When adding a vlan interface child of cc0 to the bridge, I do not have any
trouble passing data over the lagg.
host25# ifconfig cc0.2020 create up
host25# ifconfig bridge2020 create up
host25# ifconfig bridge2020 addm cc0.2020
host25# ifconfig bridge2020 addm epair0a
host25# ifconfig bridge2020 inet 10.20.20.25/24
(pings from host -> gateway works fine)
host25# ping 10.20.20.254
success!
(pings from jail -> gateway also work)
host25# jexec jail-10-20-20-6 sh
jail-10-20-20-6# ping 10.20.20.254
success!
(I now reset bridge2020 to use a lagg interface.)
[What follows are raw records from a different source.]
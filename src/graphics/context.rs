//! Vulkan instance of the hex client.
//!
//! The instance is the only thing that needs the system loader, so a failure here usually means
//! the loader library named by [loader_library] is missing.

use super::{ENGINE_NAME, ENGINE_VERSION};

use crate::requirements::{loader_library, TargetOs};

use std::borrow::Cow;
use std::sync::Arc;

use vulkano::instance::{ApplicationInfo, Instance, InstanceCreationError, Version};

/// Global Vulkan state: the instance with the extensions the window system requires.
pub struct Context {
	pub(super) instance: Arc<Instance>,
}

impl Context {
	/// Create the instance, announcing `name` and `version` to the driver.
	pub fn with_app_info(name: &str, version: Version) -> Result<Context, InstanceCreationError> {
		let app_info = ApplicationInfo {
			application_name: Some(Cow::from(name)),
			application_version: Some(version),
			engine_name: Some(Cow::from(ENGINE_NAME)),
			engine_version: Some(ENGINE_VERSION),
		};
		let extensions = vulkano_win::required_extensions();

		let instance = Instance::new(Some(&app_info), &extensions, None).map_err(|err| {
			tracing::error!("failed to create vulkan instance: {}", err);
			tracing::error!("{}", loader_hint(&TargetOs::current()));
			err
		})?;

		tracing::debug!("created vulkan instance for {} {:?}", name, version);
		Ok(Context { instance })
	}

	#[inline(always)]
	pub fn instance(&self) -> &Arc<Instance> { &self.instance }
}

fn loader_hint(os: &TargetOs) -> String {
	match loader_library(os) {
		Some(library) => format!("is {} installed and on the library path?", library),
		None => format!("{} should provide a vulkan loader", os),
	}
}

#[cfg(test)]
mod tests {
	use super::*;

	#[test]
	fn hint_names_the_expected_loader() {
		assert!(loader_hint(&TargetOs::Linux).contains("libvulkan.so.1"));
		assert!(loader_hint(&TargetOs::Windows).contains("vulkan-1.dll"));
		assert!(loader_hint(&TargetOs::Android).contains("Android should provide"));
	}
}
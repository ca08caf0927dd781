//! Device is a logical handle to a hardware-backed instance of a graphical device (typically a GPU).

use super::context::Context;

use crate::window::Window;

use std::sync::Arc;

use vulkano::device::{Device as LogicalDevice, DeviceExtensions, Features, Queue as DeviceQueue};
use vulkano::instance::{PhysicalDevice, PhysicalDeviceType, QueueFamily};
use vulkano::swapchain::Surface;

/// A device responsible for hardware-accelerated computations.
///
/// It is responsible for recording, submitting and synchronizing commands and data to the GPU.
/// A single queue is used for graphics, presentation and uploads.
pub struct Device {
	pub(super) device: Arc<LogicalDevice>,
	pub(super) graphics_queue: Arc<DeviceQueue>,
}

/// Error during device creation.
#[derive(Debug, thiserror::Error)]
pub enum DeviceCreationError {
	/// No hardware devices were found.
	#[error("no physical devices found")]
	NoPhysicalDevicesFound,
	/// Some hardware devices was found, but none of it can draw to the window.
	#[error("no physical device supports drawing to the window")]
	NoCompatiblePhysicalDeviceFound,
	/// Error during the creation of logical device.
	#[error("failed to create logical device: {0}")]
	Logical(#[from] vulkano::device::DeviceCreationError),
}

impl Device {
	/// Create a new device able to present to the given surface.
	pub fn new(
		context: &Context,
		surface: &Arc<Surface<Window>>,
	) -> Result<Device, DeviceCreationError>
	{
		let (physical, family) = select_physical_device(context, surface)?;
		tracing::info!("selected {} ({:?})", physical.name(), physical.ty());

		let device_extensions = DeviceExtensions { khr_swapchain: true, .. DeviceExtensions::none() };
		let (device, mut queues) = LogicalDevice::new(physical, &Features::none(), &device_extensions, [(family, 1.0)].iter().cloned())?;
		let graphics_queue = queues.next().ok_or(DeviceCreationError::NoCompatiblePhysicalDeviceFound)?;

		Ok(Device { device, graphics_queue })
	}

	/// Get the PhysicalDevice selected when this Device was created.
	pub fn physical_device(&self) -> PhysicalDevice {
		self.device.physical_device()
	}

	/// Get the underlying vulkano logical device.
	pub fn logical_device(&self) -> Arc<LogicalDevice> { self.device.clone() }

	/// Get the queue used for graphics, presentation and transfers.
	#[inline(always)]
	pub fn graphics_queue(&self) -> &Arc<DeviceQueue> { &self.graphics_queue }

	/// Block until the device finished all submitted work.
	pub fn wait_idle(&self) {
		// SAFETY: no other thread submits to this device while the caller holds it.
		if let Err(err) = unsafe { self.device.wait() } {
			tracing::warn!("failed to wait for device idle: {}", err);
		}
	}
}

impl std::fmt::Debug for Device {
	fn fmt(&self, fmt: &mut std::fmt::Formatter) -> std::fmt::Result {
		let physical_device = self.device.physical_device();
		let family = self.graphics_queue.family();
		writeln!(fmt, "{{")?;
		writeln!(fmt, "  name: {}", physical_device.name())?;
		writeln!(fmt, "  type: {:?}", physical_device.ty())?;
		writeln!(fmt, "  api version: {:?}", physical_device.api_version())?;
		writeln!(fmt, "  graphics_queue: {}-{}", family.id(), self.graphics_queue.id_within_family())?;
		write!(fmt, "}}")
	}
}


fn select_physical_device<'a>(context: &'a Context, surface: &Arc<Surface<Window>>) -> Result<(PhysicalDevice<'a>, QueueFamily<'a>), DeviceCreationError> {
	let mut devices = PhysicalDevice::enumerate(&context.instance).peekable();
	if devices.peek().is_none() {
		return Err(DeviceCreationError::NoPhysicalDevicesFound);
	}

	let mut best: Option<(PhysicalDevice, QueueFamily)> = None;
	for device in devices {
		tracing::debug!("found {} ({:?}, vulkan {:?})", device.name(), device.ty(), device.api_version());
		let family = match present_family(&device, surface) {
			Some(family) => family,
			None => continue,
		};
		best = match best {
			Some((current, current_family)) if device_rank(&current) <= device_rank(&device) => Some((current, current_family)),
			_ => Some((device, family)),
		};
	}

	best.ok_or(DeviceCreationError::NoCompatiblePhysicalDeviceFound)
}

/// Find a queue family that can both draw and present to the surface.
fn present_family<'a>(device: &PhysicalDevice<'a>, surface: &Arc<Surface<Window>>) -> Option<QueueFamily<'a>> {
	if device.api_version() < super::REQUIRED_VULKAN_VERSION { return None; }

	device.queue_families().find(|family| {
		family.queues_count() > 0
			&& family.supports_graphics()
			&& surface.is_supported(*family).unwrap_or(false)
	})
}

/// Lower rank is preferred.
fn device_rank(device: &PhysicalDevice) -> u8 {
	type_rank(device.ty())
}

fn type_rank(ty: PhysicalDeviceType) -> u8 {
	match ty {
		PhysicalDeviceType::DiscreteGpu => 0,
		PhysicalDeviceType::IntegratedGpu => 1,
		PhysicalDeviceType::VirtualGpu => 2,
		PhysicalDeviceType::Cpu => 3,
		PhysicalDeviceType::Other => 4,
	}
}

#[cfg(test)]
mod tests {
	use super::*;

	#[test]
	fn prefers_dedicated_hardware() {
		let mut types = vec![
			PhysicalDeviceType::Cpu,
			PhysicalDeviceType::Other,
			PhysicalDeviceType::IntegratedGpu,
			PhysicalDeviceType::DiscreteGpu,
			PhysicalDeviceType::VirtualGpu,
		];
		types.sort_by_key(|ty| type_rank(*ty));
		assert_eq!(types[0], PhysicalDeviceType::DiscreteGpu);
		assert_eq!(types[1], PhysicalDeviceType::IntegratedGpu);
		assert_eq!(types[4], PhysicalDeviceType::Other);
	}
}
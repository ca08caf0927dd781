//! Buffers are a region of mapped memory.
//!
//! Device-local buffers require uploading their data to the GPU, the helpers here build the
//! intermediate staging buffer, record the copy and wait for it to finish.

use super::device::Device;

use std::sync::Arc;

use vulkano::memory::DeviceMemoryAllocError;
use vulkano::sync::{FlushError, GpuFuture};

pub use vulkano::buffer::{BufferAccess, BufferUsage, ImmutableBuffer, TypedBufferAccess};

/// Error during upload of buffer data.
#[derive(Debug, thiserror::Error)]
pub enum UploadError {
	/// Not enough memory for the staging or the destination buffer.
	#[error("failed to allocate buffer memory: {0}")]
	Allocation(#[from] DeviceMemoryAllocError),
	/// The copy command could not be submitted or waited on.
	#[error("failed to flush buffer upload: {0}")]
	Flush(#[from] FlushError),
}

/// Create a device-local immutable buffer from some data iterator.
///
/// Builds an intermediate memory-mapped buffer, writes data to it, builds a copy (upload) command buffer and waits for its execution.
pub fn create_immutable_buffer_from_iter<T, I>(device: &Device, data_iterator: I, usage: BufferUsage) -> Result<Arc<ImmutableBuffer<[T]>>, UploadError>
where
	T : Send + Sync + Sized + 'static,
	I : ExactSizeIterator<Item = T>,
{
	let (buffer, future) = ImmutableBuffer::from_iter(data_iterator, usage, device.graphics_queue().clone())?;

	// TODO: join uploads into the next frame instead of blocking, once models are loaded during play
	future.then_signal_fence_and_flush()?.wait(None)?;

	Ok(buffer)
}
host25# ifconfig bridge2020 destroy
host25# ifconfig cc0.2020 destroy
host25# ifconfig lagg0 create laggproto lacp laggport cc0 laggport cc1 up
host25# ifconfig lagg0.2020 create up
host25# ifconfig bridge2020 create up
host25# ifconfig bridge2020 addm lagg0.2020 addm epair0a
host25# ifconfig bridge2020 inet 10.20.20.25/24
(pings from host -> gateway work fine)
host25# ping 10.20.20.254
success!
(pings from jail -> gateway timeout)
host25# jexec jail-10-20-20-6 sh
jail-10-20-20-6# ping 10.20.20.254
ping: sendto: Host is down
(arp cache from jail appears to not include gateway mac)
jail-10-20-20-6# arp -an
? (10.20.20.6) at 02:07:f0:80:de:0b on epair0b permanent [ethernet]
? (10.20.20.254) at (incomplete) on epair0b expired [ethernet]
(I assign mac statically.)
jail-10-20-20-6# arp -s 10.20.20.254 02:11:22:33:44:55
jail-10-20-20-6# arp -an
? (10.20.20.6) at 02:07:f0:80:de:0b on epair0b permanent [ethernet]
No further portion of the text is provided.